Copy each line of the entries that contains the word "every".

(Dataset entries)
--- START ---

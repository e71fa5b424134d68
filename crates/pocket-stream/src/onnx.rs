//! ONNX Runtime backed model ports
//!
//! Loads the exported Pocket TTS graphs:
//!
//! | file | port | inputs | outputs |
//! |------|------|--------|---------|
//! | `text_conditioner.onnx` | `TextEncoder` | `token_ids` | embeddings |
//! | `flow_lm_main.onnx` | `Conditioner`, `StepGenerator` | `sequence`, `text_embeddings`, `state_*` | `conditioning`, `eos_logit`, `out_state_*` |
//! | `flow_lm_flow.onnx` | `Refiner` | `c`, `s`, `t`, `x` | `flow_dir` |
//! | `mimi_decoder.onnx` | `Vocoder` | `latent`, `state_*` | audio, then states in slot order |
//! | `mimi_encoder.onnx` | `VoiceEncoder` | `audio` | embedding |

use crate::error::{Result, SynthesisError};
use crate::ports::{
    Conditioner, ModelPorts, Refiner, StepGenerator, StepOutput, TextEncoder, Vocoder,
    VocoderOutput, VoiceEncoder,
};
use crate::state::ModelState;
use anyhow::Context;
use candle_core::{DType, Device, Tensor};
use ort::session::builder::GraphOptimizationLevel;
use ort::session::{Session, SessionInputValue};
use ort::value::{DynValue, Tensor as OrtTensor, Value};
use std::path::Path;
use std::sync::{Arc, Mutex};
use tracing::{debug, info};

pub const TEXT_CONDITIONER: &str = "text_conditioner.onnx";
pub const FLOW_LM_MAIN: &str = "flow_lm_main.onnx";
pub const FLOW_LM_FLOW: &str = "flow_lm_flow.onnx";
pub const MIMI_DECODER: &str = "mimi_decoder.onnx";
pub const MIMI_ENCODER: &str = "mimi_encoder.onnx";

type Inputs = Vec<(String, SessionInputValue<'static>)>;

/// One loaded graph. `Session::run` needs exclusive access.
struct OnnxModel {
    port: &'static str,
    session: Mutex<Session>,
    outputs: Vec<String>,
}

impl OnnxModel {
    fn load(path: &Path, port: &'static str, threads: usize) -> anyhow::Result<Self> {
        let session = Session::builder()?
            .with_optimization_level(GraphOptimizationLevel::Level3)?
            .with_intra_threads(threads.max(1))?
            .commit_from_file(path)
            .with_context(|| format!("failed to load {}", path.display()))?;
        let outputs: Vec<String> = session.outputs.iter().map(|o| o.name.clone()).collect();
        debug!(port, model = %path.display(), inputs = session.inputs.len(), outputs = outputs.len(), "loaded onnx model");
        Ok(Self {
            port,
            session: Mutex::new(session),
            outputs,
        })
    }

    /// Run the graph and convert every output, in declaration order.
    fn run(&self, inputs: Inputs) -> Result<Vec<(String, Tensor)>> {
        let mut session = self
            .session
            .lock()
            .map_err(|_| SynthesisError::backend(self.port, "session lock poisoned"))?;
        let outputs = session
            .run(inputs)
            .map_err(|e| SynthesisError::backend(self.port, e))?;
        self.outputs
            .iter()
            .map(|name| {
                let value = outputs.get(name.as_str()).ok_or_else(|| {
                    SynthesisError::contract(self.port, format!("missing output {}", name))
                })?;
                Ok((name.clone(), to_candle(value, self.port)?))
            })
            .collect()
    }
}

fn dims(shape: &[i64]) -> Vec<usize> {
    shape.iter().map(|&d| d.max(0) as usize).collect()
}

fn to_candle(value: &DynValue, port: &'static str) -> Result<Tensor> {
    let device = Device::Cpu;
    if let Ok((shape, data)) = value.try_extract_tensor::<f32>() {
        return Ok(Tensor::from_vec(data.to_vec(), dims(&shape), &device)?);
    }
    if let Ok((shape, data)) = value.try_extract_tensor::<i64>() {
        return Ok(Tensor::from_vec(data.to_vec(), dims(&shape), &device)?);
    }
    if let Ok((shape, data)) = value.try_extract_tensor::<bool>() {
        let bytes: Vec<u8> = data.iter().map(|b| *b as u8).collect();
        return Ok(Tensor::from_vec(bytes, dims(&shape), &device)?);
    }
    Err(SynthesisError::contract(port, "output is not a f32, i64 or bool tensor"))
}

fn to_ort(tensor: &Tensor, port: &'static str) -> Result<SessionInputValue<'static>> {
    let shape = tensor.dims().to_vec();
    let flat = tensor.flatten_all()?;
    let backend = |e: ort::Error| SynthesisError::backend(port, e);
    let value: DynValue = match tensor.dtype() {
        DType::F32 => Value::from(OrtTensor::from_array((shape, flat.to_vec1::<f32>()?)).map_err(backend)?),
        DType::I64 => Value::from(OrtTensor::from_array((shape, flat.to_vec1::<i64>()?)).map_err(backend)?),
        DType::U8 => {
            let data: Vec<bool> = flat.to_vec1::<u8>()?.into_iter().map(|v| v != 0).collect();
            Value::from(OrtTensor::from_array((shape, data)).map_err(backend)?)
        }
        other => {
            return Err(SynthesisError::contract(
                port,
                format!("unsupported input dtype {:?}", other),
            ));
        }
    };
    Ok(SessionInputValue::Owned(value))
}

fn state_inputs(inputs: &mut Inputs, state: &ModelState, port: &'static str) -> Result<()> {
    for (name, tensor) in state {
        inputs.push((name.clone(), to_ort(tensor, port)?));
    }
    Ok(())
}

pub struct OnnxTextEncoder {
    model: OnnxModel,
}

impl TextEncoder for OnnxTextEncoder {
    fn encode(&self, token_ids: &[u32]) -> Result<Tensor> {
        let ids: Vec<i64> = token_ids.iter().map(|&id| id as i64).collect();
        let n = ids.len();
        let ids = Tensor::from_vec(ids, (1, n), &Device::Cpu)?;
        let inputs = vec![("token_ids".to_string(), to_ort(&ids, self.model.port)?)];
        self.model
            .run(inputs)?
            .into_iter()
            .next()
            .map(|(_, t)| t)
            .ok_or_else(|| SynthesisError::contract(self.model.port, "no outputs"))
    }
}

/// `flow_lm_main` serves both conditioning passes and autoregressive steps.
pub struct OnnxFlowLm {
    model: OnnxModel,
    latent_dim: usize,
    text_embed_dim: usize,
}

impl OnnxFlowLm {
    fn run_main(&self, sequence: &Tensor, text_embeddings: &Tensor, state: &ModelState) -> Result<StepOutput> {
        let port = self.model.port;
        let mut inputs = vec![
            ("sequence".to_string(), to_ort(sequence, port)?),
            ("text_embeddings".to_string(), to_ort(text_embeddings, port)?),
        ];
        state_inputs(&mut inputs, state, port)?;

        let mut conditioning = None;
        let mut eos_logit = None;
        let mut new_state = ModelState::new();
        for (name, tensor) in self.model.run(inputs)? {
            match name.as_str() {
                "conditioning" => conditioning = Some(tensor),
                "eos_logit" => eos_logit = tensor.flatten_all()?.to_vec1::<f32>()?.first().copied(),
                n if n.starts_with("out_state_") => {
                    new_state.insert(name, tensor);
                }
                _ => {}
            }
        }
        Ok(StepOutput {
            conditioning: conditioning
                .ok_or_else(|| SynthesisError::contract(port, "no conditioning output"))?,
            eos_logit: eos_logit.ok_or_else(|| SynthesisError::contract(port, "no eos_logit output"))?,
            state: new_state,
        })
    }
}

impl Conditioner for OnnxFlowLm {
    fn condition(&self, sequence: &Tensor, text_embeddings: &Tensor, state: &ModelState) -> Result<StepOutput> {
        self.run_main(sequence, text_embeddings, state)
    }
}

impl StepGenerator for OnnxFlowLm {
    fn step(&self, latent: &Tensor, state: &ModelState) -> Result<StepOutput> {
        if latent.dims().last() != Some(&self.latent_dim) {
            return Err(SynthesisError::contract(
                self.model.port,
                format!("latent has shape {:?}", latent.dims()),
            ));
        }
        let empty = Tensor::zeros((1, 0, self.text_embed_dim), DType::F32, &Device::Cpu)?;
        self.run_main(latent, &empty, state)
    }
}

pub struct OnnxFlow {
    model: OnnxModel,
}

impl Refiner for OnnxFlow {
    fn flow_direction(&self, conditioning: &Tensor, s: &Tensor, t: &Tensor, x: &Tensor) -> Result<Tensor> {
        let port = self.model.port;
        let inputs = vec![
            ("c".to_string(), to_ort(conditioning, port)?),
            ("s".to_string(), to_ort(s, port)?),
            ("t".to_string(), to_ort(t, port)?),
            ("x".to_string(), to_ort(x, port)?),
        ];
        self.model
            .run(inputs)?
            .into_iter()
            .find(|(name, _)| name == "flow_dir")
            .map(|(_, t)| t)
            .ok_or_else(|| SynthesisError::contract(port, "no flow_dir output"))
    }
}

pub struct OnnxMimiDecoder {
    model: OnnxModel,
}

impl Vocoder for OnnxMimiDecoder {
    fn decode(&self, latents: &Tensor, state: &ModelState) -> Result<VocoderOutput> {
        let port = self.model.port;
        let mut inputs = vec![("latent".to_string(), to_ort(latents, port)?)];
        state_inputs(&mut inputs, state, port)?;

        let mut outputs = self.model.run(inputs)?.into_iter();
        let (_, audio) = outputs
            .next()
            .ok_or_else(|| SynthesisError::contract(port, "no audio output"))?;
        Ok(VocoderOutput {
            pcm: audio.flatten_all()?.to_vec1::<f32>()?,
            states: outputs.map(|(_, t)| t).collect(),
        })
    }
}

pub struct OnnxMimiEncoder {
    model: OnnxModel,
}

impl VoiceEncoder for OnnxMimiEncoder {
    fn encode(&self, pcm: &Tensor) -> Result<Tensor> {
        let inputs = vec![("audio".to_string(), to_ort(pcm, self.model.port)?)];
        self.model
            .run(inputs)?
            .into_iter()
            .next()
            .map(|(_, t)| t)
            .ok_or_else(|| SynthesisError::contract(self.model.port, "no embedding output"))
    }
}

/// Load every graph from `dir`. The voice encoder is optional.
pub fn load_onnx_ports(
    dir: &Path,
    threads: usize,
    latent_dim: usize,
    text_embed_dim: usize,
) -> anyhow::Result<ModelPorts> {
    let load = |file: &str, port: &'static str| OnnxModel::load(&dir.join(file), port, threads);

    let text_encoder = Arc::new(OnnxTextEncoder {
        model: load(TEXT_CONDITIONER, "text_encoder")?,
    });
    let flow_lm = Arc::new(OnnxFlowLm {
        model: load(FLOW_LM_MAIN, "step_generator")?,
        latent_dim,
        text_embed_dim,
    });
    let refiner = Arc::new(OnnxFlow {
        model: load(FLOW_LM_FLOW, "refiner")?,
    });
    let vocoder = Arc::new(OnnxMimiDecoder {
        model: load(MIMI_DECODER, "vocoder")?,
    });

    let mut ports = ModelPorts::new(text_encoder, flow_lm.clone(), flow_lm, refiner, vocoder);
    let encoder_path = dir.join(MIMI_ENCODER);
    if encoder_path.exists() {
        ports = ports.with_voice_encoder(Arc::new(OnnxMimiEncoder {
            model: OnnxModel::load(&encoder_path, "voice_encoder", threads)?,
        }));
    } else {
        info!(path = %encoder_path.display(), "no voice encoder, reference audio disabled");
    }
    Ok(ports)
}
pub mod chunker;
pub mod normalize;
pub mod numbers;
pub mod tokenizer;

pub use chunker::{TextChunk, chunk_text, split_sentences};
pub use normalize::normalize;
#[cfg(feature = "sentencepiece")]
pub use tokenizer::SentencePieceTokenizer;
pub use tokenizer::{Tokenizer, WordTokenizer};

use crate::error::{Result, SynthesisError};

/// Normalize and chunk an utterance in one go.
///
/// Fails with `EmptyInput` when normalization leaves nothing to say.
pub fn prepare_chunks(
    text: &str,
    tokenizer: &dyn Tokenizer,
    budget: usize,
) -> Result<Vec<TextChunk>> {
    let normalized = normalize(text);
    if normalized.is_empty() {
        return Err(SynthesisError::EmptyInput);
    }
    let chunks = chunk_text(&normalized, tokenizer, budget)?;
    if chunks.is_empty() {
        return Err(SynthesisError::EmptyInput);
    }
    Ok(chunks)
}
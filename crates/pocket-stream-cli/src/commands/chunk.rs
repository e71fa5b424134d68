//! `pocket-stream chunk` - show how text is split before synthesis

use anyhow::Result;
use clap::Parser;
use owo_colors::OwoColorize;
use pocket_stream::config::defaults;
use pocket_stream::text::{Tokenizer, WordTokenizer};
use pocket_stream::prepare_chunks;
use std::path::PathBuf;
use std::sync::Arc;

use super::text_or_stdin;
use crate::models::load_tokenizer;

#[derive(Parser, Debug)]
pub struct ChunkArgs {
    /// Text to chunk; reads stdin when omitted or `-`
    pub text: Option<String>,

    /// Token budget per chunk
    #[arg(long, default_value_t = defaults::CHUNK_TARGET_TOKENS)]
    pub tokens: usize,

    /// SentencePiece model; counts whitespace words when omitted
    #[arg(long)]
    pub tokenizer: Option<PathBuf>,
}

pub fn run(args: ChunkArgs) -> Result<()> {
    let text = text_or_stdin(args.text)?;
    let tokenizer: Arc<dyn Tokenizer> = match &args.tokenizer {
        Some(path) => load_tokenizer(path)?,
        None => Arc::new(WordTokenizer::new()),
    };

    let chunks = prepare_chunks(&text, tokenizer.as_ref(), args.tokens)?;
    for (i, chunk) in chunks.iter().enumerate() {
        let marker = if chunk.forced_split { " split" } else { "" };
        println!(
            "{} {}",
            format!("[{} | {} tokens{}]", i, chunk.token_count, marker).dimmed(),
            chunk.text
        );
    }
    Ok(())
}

--- END ---

▶ REPLY
    /// Run the graph and convert every output, in declaration order.
/// Load every graph from `dir`. The voice encoder is optional.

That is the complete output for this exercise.